I respectfully dissent. The court’s decision today will frustrate the Legislature’s intent by providing persons who have violated Penal Code sections 269 (aggravated sexual assault on child), 288 (lewd or lascivious acts with a child 14 or younger) and 288.7 (sexual intercourse, sodomy, oral copulation or sexual penetration with a child 10 or younger) a way to escape their mandatory lifetime parole and sex offender registration obligations. To avoid these absurd results, the disputed statutes should be interpreted to harmonize their various parts, effectuate their purposes, and resolve the hypothetical equal protection problem.

Defendant John Lynn Tirey appeals from the denial of his petition for a certificate of rehabilitation under Penal Code section 4852.01 (all further statutory references are to this code). Tirey contends the order violates the equal protection principles articulated in People v. Hofsheier (2006) 37 Cal.4th 1185 [39 Cal.Rptr.3d 821, 129 P.3d 29] (Hofsheier) and discussed in People v. Tuck (2012) 204 Cal.App.4th 724 [139 Cal.Rptr.3d 407] (Tuck).

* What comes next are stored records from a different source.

//! Document and complaint analysis on top of the chat orchestrator.
//!
//! Documents are pre-scanned for business data (dates, amounts, contacts,
//! companies, product terms) which is folded into the prompt; the model's
//! answer is split into the labelled sections the prompt asks for.

use std::sync::LazyLock;

use regex::Regex;
use serde::Serialize;
use thiserror::Error;
use tracing::{debug, warn};

use crate::{
    models::{CompletionResult, ErrorKind},
    orchestrator::{ChatOrchestrator, DEFAULT_TEMPERATURE},
    prompts::{ContextType, PromptRegistry},
    sections::{extract_sections, COMPLAINT_LABELS, PDF_ANALYSIS_LABELS},
};

const PREVIEW_CHARS: usize = 4000;

const COMPLAINT_REPORT_FORMAT: &str = "Structure your answer as a Complaint Analysis Report \
with these headings:
COMPLAINT ANALYSIS: severity (Low/Medium/High/Critical) and main concerns
RESPONSE STRATEGY:
EMPATHY IMPROVEMENTS:
ESCALATION GUIDANCE:
PREVENTION MEASURES:
IMPROVED RESPONSE:";

static DATE_PATTERNS: LazyLock<Vec<Regex>> = LazyLock::new(|| {
    compile(&[
        r"\b\d{1,2}[/-]\d{1,2}[/-]\d{2,4}\b",
        r"\b\d{4}[/-]\d{1,2}[/-]\d{1,2}\b",
        r"(?i)\b(?:jan|feb|mar|apr|may|jun|jul|aug|sep|oct|nov|dec)[a-z]* \d{1,2},? \d{4}\b",
    ])
});

static AMOUNT_PATTERNS: LazyLock<Vec<Regex>> = LazyLock::new(|| {
    compile(&[
        r"\$\d{1,3}(?:,\d{3})*(?:\.\d{2})?",
        r"€\d{1,3}(?:,\d{3})*(?:\.\d{2})?",
        r"(?i)\b\d{1,3}(?:,\d{3})*(?:\.\d{2})?\s*(?:usd|eur|gbp|dollars?|euros?)\b",
    ])
});

static EMAIL_PATTERN: LazyLock<Regex> = LazyLock::new(|| {
    Regex::new(r"\b[A-Za-z0-9._%+-]+@[A-Za-z0-9.-]+\.[A-Za-z]{2,}\b").expect("valid regex")
});

static PHONE_PATTERN: LazyLock<Regex> = LazyLock::new(|| {
    Regex::new(r"\b(?:\+?1[-.\s]?)?\(?[0-9]{3}\)?[-.\s]?[0-9]{3}[-.\s]?[0-9]{4}\b")
        .expect("valid regex")
});

static COMPANY_PATTERN: LazyLock<Regex> = LazyLock::new(|| {
    Regex::new(r"\b[A-Z][a-z]+ (?:Inc|LLC|Corp|Corporation|Company|Co|Ltd|Limited|GmbH|AG)\b")
        .expect("valid regex")
});

const KEY_TERMS: &[&str] = &[
    "knife",
    "knives",
    "fork",
    "spoon",
    "cutlery",
    "kitchen",
    "cooking",
    "chef",
    "blade",
    "handle",
    "stainless steel",
    "dishwasher safe",
    "warranty",
    "quality",
    "sharpening",
    "maintenance",
    "care instructions",
];

static KEY_TERM_PATTERNS: LazyLock<Vec<(&'static str, Regex)>> = LazyLock::new(|| {
    KEY_TERMS
        .iter()
        .map(|term| {
            let pattern = format!(r"(?i)\b{}\b", regex::escape(term));
            (*term, Regex::new(&pattern).expect("valid regex"))
        })
        .collect()
});

fn compile(patterns: &[&str]) -> Vec<Regex> {
    patterns
        .iter()
        .map(|pattern| Regex::new(pattern).expect("valid regex"))
        .collect()
}

/// Business facts pulled out of document text, each list de-duplicated in
/// order of first appearance.
#[derive(Debug, Clone, Default, Serialize, PartialEq, Eq)]
pub struct BusinessData {
    pub dates: Vec<String>,
    pub amounts: Vec<String>,
    pub emails: Vec<String>,
    pub phone_numbers: Vec<String>,
    pub companies: Vec<String>,
    pub key_terms: Vec<String>,
}

impl BusinessData {
    pub fn extract(text: &str) -> Self {
        Self {
            dates: find_all(DATE_PATTERNS.iter(), text),
            amounts: find_all(AMOUNT_PATTERNS.iter(), text),
            emails: find_all(std::iter::once(&*EMAIL_PATTERN), text),
            phone_numbers: find_all(std::iter::once(&*PHONE_PATTERN), text),
            companies: find_all(std::iter::once(&*COMPANY_PATTERN), text),
            key_terms: KEY_TERM_PATTERNS
                .iter()
                .filter(|(_, pattern)| pattern.is_match(text))
                .map(|(term, _)| (*term).to_owned())
                .collect(),
        }
    }
}

fn find_all<'a>(patterns: impl Iterator<Item = &'a Regex>, text: &str) -> Vec<String> {
    let mut found: Vec<String> = Vec::new();
    for pattern in patterns {
        for hit in pattern.find_iter(text) {
            if !found.iter().any(|existing| existing == hit.as_str()) {
                found.push(hit.as_str().to_owned());
            }
        }
    }
    found
}

#[derive(Debug, Error)]
pub enum AnalysisError {
    #[error("Document text is empty")]
    EmptyDocument,
    #[error("Complaint text is required")]
    EmptyComplaint,
    #[error("{message}")]
    Backend {
        kind: ErrorKind,
        message: String,
        fallback: String,
    },
}

#[derive(Debug, Clone, Serialize, PartialEq, Eq)]
pub struct AnalysisSection {
    pub label: String,
    pub content: String,
}

#[derive(Debug, Clone, Serialize)]
pub struct DocumentAnalysis {
    pub filename: String,
    pub word_count: usize,
    pub business_data: BusinessData,
    pub sections: Vec<AnalysisSection>,
    pub full_analysis: String,
}

#[derive(Debug, Clone, Serialize)]
pub struct ComplaintAnalysis {
    pub complaint_text: String,
    pub sections: Vec<AnalysisSection>,
    pub full_analysis: String,
}

#[derive(Clone)]
pub struct AnalysisService {
    orchestrator: ChatOrchestrator,
    complaints: ChatOrchestrator,
}

impl AnalysisService {
    /// Complaint requests carry the report headings in their system prompt, so
    /// the user turn holds nothing but the complaint and the current draft.
    pub fn new(orchestrator: ChatOrchestrator) -> Self {
        let complaints = orchestrator
            .clone()
            .with_prompts(complaint_prompts(orchestrator.prompts()));
        Self {
            orchestrator,
            complaints,
        }
    }

    pub async fn analyze_document(
        &self,
        filename: &str,
        text: &str,
    ) -> Result<DocumentAnalysis, AnalysisError> {
        if text.trim().is_empty() {
            return Err(AnalysisError::EmptyDocument);
        }

        let business_data = BusinessData::extract(text);
        let word_count = text.split_whitespace().count();
        debug!(
            filename,
            word_count,
            amounts = business_data.amounts.len(),
            key_terms = business_data.key_terms.len(),
            "analyzing document"
        );

        let prompt = document_prompt(filename, text, word_count, &business_data);
        let content = self
            .complete(&self.orchestrator, &prompt, ContextType::PdfAnalysis)
            .await?;

        Ok(DocumentAnalysis {
            filename: filename.to_owned(),
            word_count,
            business_data,
            sections: collect_sections(&content, PDF_ANALYSIS_LABELS),
            full_analysis: content,
        })
    }

    pub async fn analyze_complaint(
        &self,
        complaint: &str,
        current_response: Option<&str>,
    ) -> Result<ComplaintAnalysis, AnalysisError> {
        let complaint = complaint.trim();
        if complaint.is_empty() {
            return Err(AnalysisError::EmptyComplaint);
        }

        let prompt = complaint_message(complaint, current_response);
        let content = self
            .complete(&self.complaints, &prompt, ContextType::ComplaintHandling)
            .await?;

        Ok(ComplaintAnalysis {
            complaint_text: complaint.to_owned(),
            sections: collect_sections(&content, COMPLAINT_LABELS),
            full_analysis: content,
        })
    }

    async fn complete(
        &self,
        orchestrator: &ChatOrchestrator,
        prompt: &str,
        context: ContextType,
    ) -> Result<String, AnalysisError> {
        match orchestrator
            .get_response(prompt, context, None, DEFAULT_TEMPERATURE)
            .await
        {
            CompletionResult::Ok { content, .. } => Ok(content),
            CompletionResult::Err {
                kind,
                message,
                fallback,
            } => {
                warn!(context = %context, error = %message, "analysis failed");
                Err(AnalysisError::Backend {
                    kind,
                    message,
                    fallback,
                })
            }
        }
    }
}

fn collect_sections(content: &str, labels: &[&str]) -> Vec<AnalysisSection> {
    extract_sections(content, labels)
        .iter()
        .map(|(label, body)| AnalysisSection {
            label: label.to_owned(),
            content: body.into_owned(),
        })
        .collect()
}

fn joined(values: &[String], limit: usize) -> String {
    if values.is_empty() {
        return "none".to_owned();
    }
    values
        .iter()
        .take(limit)
        .map(String::as_str)
        .collect::<Vec<_>>()
        .join(", ")
}

fn document_prompt(filename: &str, text: &str, word_count: usize, data: &BusinessData) -> String {
    let preview = text.chars().take(PREVIEW_CHARS).collect::<String>();
    format!(
        "Please analyze this document and provide business insights.\n\n\
         Document: {filename}\n\
         Words: {word_count}\n\n\
         Content Preview:\n{preview}\n\n\
         Extracted Business Data:\n\
         - Dates found: {dates}\n\
         - Amounts found: {amounts}\n\
         - Companies mentioned: {companies}\n\
         - Key terms: {terms}\n\n\
         Structure your answer with these headings:\n\
         SUMMARY:\nKEY POINTS:\nBUSINESS INSIGHTS:\nACTION ITEMS:\nRISK ASSESSMENT:",
        preview = preview.trim(),
        dates = joined(&data.dates, 5),
        amounts = joined(&data.amounts, 5),
        companies = joined(&data.companies, 5),
        terms = joined(&data.key_terms, 10),
    )
}

fn complaint_prompts(base: &PromptRegistry) -> PromptRegistry {
    let system = format!(
        "{}\n\n{COMPLAINT_REPORT_FORMAT}",
        base.system_prompt(ContextType::ComplaintHandling)
    );
    base.clone().with_prompt(ContextType::ComplaintHandling, system)
}

fn complaint_message(complaint: &str, current_response: Option<&str>) -> String {
    let current = current_response
        .map(str::trim)
        .filter(|draft| !draft.is_empty())
        .map(|draft| format!("\n\nCurrent draft reply:\n{draft}"))
        .unwrap_or_default();

    format!("Complaint:\n{complaint}{current}")
}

Tirey postulates persons convicted of violating section 288.7 (sexual intercourse, sodomy, oral copulation or sexual penetration with a child 10 or younger) may obtain a certificate of rehabilitation under section 4852.01, and relief from their lifetime sex offender registration obligations under section 290.5, while persons like Tirey convicted of violating section 288 (lewd or lascivious acts with a child 14 or younger) may not. Tirey is wrong.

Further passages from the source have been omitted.